For newcomers, a visit to the Creative Studio's "Music" tab is recommended, where you can explore the music library and enjoy its offerings.
Considering YouTube's development of Creator Music, essentially a paid stock music service within the platform, the original music library has taken a back seat. However, don't forget about it, as there are nuances.
Creator Music is currently limited to the U.S., and its convenience and benefits for YouTubers are dubious. At the very least, you'd have to spend a significant amount to purchase a license for each track, and you can only use it in one specific video. Perhaps this aspect will be improved someday, but for now, that's all there is for creators.
To succinctly clarify licensing nuances: Is there genuinely copyright-free music? Yes, and no – it's a nuanced reality demanding thorough understanding.
All music, without exception, has copyrights. People commonly refer to it as "copyright-free" because it's distributed under the most liberal Creative Commons license. This means the creator willingly shares their music.
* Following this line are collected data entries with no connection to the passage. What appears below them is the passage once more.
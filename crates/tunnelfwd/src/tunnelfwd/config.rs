use std::{
    fs,
    net::SocketAddr,
    path::{Path, PathBuf},
    time::Duration,
};

use anyhow::Context;
use serde::Deserialize;

use crate::tunnelfwd::{
    forward::DialErrorPolicy, net::UpstreamAddress, relay::DEFAULT_BUFFER_SIZE, tls::TlsOptions,
};

/// Command-line flags. Anything left unset falls back to the config file, then to defaults.
#[derive(Debug, Clone, Default, clap::Args)]
pub struct Flags {
    /// Port of the local service to expose.
    #[arg(short = 'p', long)]
    pub port: Option<u16>,

    /// Host of the local service; also used as the TLS server name.
    #[arg(short = 'l', long)]
    pub local_host: Option<String>,

    /// Connect to the local service over HTTPS. A client certificate is not required.
    #[arg(long)]
    pub local_https: bool,

    /// Client certificate (PEM) presented to the local HTTPS server. Optional; requires --local-key.
    #[arg(long)]
    pub local_cert: Option<PathBuf>,

    /// Private key (PEM) for --local-cert. Optional; requires --local-cert.
    #[arg(long)]
    pub local_key: Option<PathBuf>,

    /// Certificate authority (PEM) used to verify a self-signed local HTTPS server.
    #[arg(long)]
    pub local_ca: Option<PathBuf>,

    /// Disable certificate checks for the local HTTPS server (ignores --local-ca).
    #[arg(long)]
    pub allow_invalid_cert: bool,

    /// Address where tunneled sessions are delivered by the relay agent.
    #[arg(long, env = "TUNNELFWD_LISTEN")]
    pub listen: Option<String>,

    /// Public URL advertised by the relay for this tunnel.
    #[arg(long, env = "TUNNELFWD_PUBLIC_URL")]
    pub public_url: Option<String>,

    /// Upper bound for connecting (and TLS handshaking) to the local service, e.g. "5s".
    #[arg(long, value_parser = humantime::parse_duration)]
    pub dial_timeout: Option<Duration>,

    /// Per-direction relay buffer size in bytes.
    #[arg(long)]
    pub buffer_size: Option<usize>,

    /// How long to wait for open connections on shutdown, e.g. "5s". "0s" waits forever.
    #[arg(long, value_parser = humantime::parse_duration)]
    pub drain_timeout: Option<Duration>,

    /// What to do when the local service cannot be reached: drop | abort.
    #[arg(long)]
    pub on_dial_error: Option<DialErrorPolicy>,

    /// Serve Prometheus metrics on this address.
    #[arg(long)]
    pub metrics_addr: Option<SocketAddr>,

    /// Show debug logs.
    #[arg(long)]
    pub debug: bool,

    /// Log format: text | json.
    #[arg(long)]
    pub log_format: Option<String>,
}

#[derive(Debug, Clone)]
pub struct Config {
    pub upstream: UpstreamAddress,
    pub tls: Option<TlsOptions>,
    pub tunnel: TunnelConfig,
    pub dial_timeout: Duration,
    pub buffer_size: usize,
    pub drain_timeout: Duration,
    pub on_dial_error: DialErrorPolicy,
    pub metrics_addr: Option<SocketAddr>,
    pub logging: LoggingConfig,
}

#[derive(Debug, Clone)]
pub struct TunnelConfig {
    pub listen_addr: String,
    pub public_url: Option<String>,
}

#[derive(Debug, Clone)]
pub struct LoggingConfig {
    pub level: String,
    pub format: String,
    pub output: String,
    pub add_source: bool,
}

#[derive(Debug, Default, Deserialize)]
#[serde(deny_unknown_fields)]
struct FileConfig {
    port: Option<u16>,
    local_host: Option<String>,
    tunnel: Option<FileTunnel>,
    tls: Option<FileTls>,
    dial_timeout_ms: Option<u64>,
    buffer_size: Option<usize>,
    drain_timeout_ms: Option<u64>,
    on_dial_error: Option<String>,
    metrics_addr: Option<String>,
    logging: Option<FileLogging>,
}

#[derive(Debug, Default, Deserialize)]
#[serde(deny_unknown_fields)]
struct FileTunnel {
    listen_addr: Option<String>,
    public_url: Option<String>,
}

#[derive(Debug, Default, Deserialize)]
#[serde(deny_unknown_fields)]
struct FileTls {
    #[serde(default)]
    enabled: bool,
    server_name: Option<String>,
    cert_file: Option<PathBuf>,
    key_file: Option<PathBuf>,
    ca_file: Option<PathBuf>,
    #[serde(default)]
    allow_invalid_cert: bool,
}

#[derive(Debug, Default, Deserialize)]
#[serde(deny_unknown_fields)]
struct FileLogging {
    level: Option<String>,
    format: Option<String>,
    output: Option<String>,
    #[serde(default)]
    add_source: bool,
}

/// Builds the runtime config from an optional config file and the command-line flags.
pub fn load(config_path: Option<&Path>, flags: &Flags) -> anyhow::Result<Config> {
    let fc = match config_path {
        Some(p) => load_file(p)?,
        None => FileConfig::default(),
    };
    merge(fc, flags)
}

fn load_file(path: &Path) -> anyhow::Result<FileConfig> {
    let data = fs::read(path).with_context(|| format!("read {}", path.display()))?;
    let s = String::from_utf8_lossy(&data);

    let ext = path
        .extension()
        .and_then(|e| e.to_str())
        .unwrap_or("")
        .to_ascii_lowercase();

    let fc = match ext.as_str() {
        "toml" => toml::from_str(&s).with_context(|| format!("parse toml {}", path.display()))?,
        "yaml" | "yml" => {
            serde_yaml::from_str(&s).with_context(|| format!("parse yaml {}", path.display()))?
        }
        _ => anyhow::bail!(
            "config: unsupported config extension {:?} (expected .toml or .yaml/.yml)",
            ext
        ),
    };
    Ok(fc)
}

fn merge(fc: FileConfig, flags: &Flags) -> anyhow::Result<Config> {
    let port = flags.port.or(fc.port).unwrap_or(0);
    if port == 0 {
        anyhow::bail!("missing required argument: port");
    }

    let local_host = flags
        .local_host
        .clone()
        .or(fc.local_host)
        .map(|h| h.trim().to_string())
        .filter(|h| !h.is_empty())
        .unwrap_or_else(|| "localhost".to_string());
    let upstream = UpstreamAddress::new(local_host, port);

    let ft = fc.tls.unwrap_or_default();
    let tls_enabled = flags.local_https || ft.enabled;
    let tls_opts = TlsOptions {
        server_name: ft
            .server_name
            .map(|s| s.trim().to_string())
            .filter(|s| !s.is_empty())
            .unwrap_or_else(|| upstream.host().to_string()),
        cert_file: flags.local_cert.clone().or(ft.cert_file),
        key_file: flags.local_key.clone().or(ft.key_file),
        ca_file: flags.local_ca.clone().or(ft.ca_file),
        allow_invalid_cert: flags.allow_invalid_cert || ft.allow_invalid_cert,
    };
    let tls = if tls_enabled {
        validate_tls(&tls_opts)?;
        Some(tls_opts)
    } else {
        if tls_opts.cert_file.is_some()
            || tls_opts.key_file.is_some()
            || tls_opts.ca_file.is_some()
            || tls_opts.allow_invalid_cert
        {
            anyhow::bail!("invalid args: TLS options require --local-https");
        }
        None
    };

    let ftun = fc.tunnel.unwrap_or_default();
    let tunnel = TunnelConfig {
        listen_addr: flags
            .listen
            .clone()
            .or(ftun.listen_addr)
            .map(|s| s.trim().to_string())
            .filter(|s| !s.is_empty())
            .unwrap_or_else(|| "127.0.0.1:0".to_string()),
        public_url: flags
            .public_url
            .clone()
            .or(ftun.public_url)
            .map(|s| s.trim().to_string())
            .filter(|s| !s.is_empty()),
    };

    let on_dial_error = match (flags.on_dial_error, fc.on_dial_error) {
        (Some(p), _) => p,
        (None, Some(s)) => s
            .parse::<DialErrorPolicy>()
            .map_err(|e| anyhow::anyhow!("config: on_dial_error: {e}"))?,
        (None, None) => DialErrorPolicy::default(),
    };

    let metrics_addr = match (flags.metrics_addr, fc.metrics_addr) {
        (Some(a), _) => Some(a),
        (None, Some(s)) if !s.trim().is_empty() => Some(
            s.trim()
                .parse::<SocketAddr>()
                .with_context(|| format!("config: invalid metrics_addr {s:?}"))?,
        ),
        _ => None,
    };

    let fl = fc.logging.unwrap_or_default();
    let mut logging = LoggingConfig {
        level: fl.level.unwrap_or_else(|| "info".into()),
        format: flags
            .log_format
            .clone()
            .or(fl.format)
            .unwrap_or_else(|| "text".into()),
        output: fl.output.unwrap_or_else(|| "stderr".into()),
        add_source: fl.add_source,
    };
    if flags.debug {
        logging.level = "debug".into();
    }
    match logging.format.trim().to_ascii_lowercase().as_str() {
        "text" | "json" => {}
        other => anyhow::bail!("config: unknown log format {other:?} (expected text|json)"),
    }

    let buffer_size = flags
        .buffer_size
        .or(fc.buffer_size)
        .filter(|n| *n > 0)
        .unwrap_or(DEFAULT_BUFFER_SIZE);

    Ok(Config {
        upstream,
        tls,
        tunnel,
        dial_timeout: flags
            .dial_timeout
            .or(fc.dial_timeout_ms.map(Duration::from_millis))
            .unwrap_or(Duration::from_secs(5)),
        buffer_size,
        drain_timeout: flags
            .drain_timeout
            .or(fc.drain_timeout_ms.map(Duration::from_millis))
            .unwrap_or(Duration::from_secs(5)),
        on_dial_error,
        metrics_addr,
        logging,
    })
}

fn validate_tls(opts: &TlsOptions) -> anyhow::Result<()> {
    match (&opts.cert_file, &opts.key_file) {
        (Some(_), None) | (None, Some(_)) => {
            anyhow::bail!("invalid args: --local-key or --local-cert is undefined")
        }
        _ => {}
    }
    for p in [&opts.cert_file, &opts.key_file, &opts.ca_file]
        .into_iter()
        .flatten()
    {
        let meta = fs::metadata(p).with_context(|| format!("tls: stat {}", p.display()))?;
        if !meta.is_file() {
            anyhow::bail!("tls: {} is not a regular file", p.display());
        }
    }
    Ok(())
}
"Yes," because music under the Creative Commons license is genuinely free. However, caution is essential. At any moment, the creator might change license terms, putting you in violation. Another common scenario is the creator claiming part of your revenue from videos featuring their music. The safest option is still paying for a license.
Another way to gain legal access to quality music is to use the music catalog offered by a media network.
There's substantial competition among partner media networks, and each strives to provide some bonus to its creators. Therefore, we advise creators in Partner Media Networks to inquire about the music catalog they offer. Generally, legal music is a significant advantage for media networks.
Rule 9: Fair Use is a vague topic
You have probably already heard of the term “fair use”. It's a legitimate way to take a snippet of music or video protected by copyright and add it to your video for free. But with one condition: borrowed materials must be somehow creatively transformed, not just used.
The concept of fair use originated in the United States to allow the free use of copyrighted materials. It's a loophole that gives creative authors more freedom and self-expression. However, the problem is that the term "fair use" is not present in the legislation of many countries. It's still a part of copyright law, which means it is subject to the laws of the country you reside in, not YouTube.
So, feel free to take inspiration from Western content creators, especially since there's a lot to learn from them, but it's crucial to adhere to the laws of the specific country you are in. Be cautious with fair use.
Rule 10: the license can be read, downloaded and even printed
When you buy a license or subscribe to a stock music site, make sure to have the license itself in your hands.
Usually, it's a small PDF file with the track name, the license details, and your payment, confirming that you are using the track completely legally. This document can come in handy to dispute a Content ID claim or appeal a copyright strike.
Perhaps, we can put a period here. There are still many rules and pitfalls in using music on YouTube, but it's crucial to master the basics.
Many YouTubers, even after reading this article, might dismiss these complex and "useless" rules just because "everyone does it, and why should I be any different." And that's your right. However, sooner or later, strikes, warnings, and blocks will catch up with every creator who puts themselves above the platform's rules. In navigating YouTube's expansive domain, adherence to these licensing principles is essential for thriving.
To those who only confirm that the legal path is the path to a secure future, I would like to say: always be attentive. Double-check information, look at the licenses for the works and the terms under which you can use someone else's material.
Copyrights were, are, and will always be, so respect others' work as you would like yours to be respected.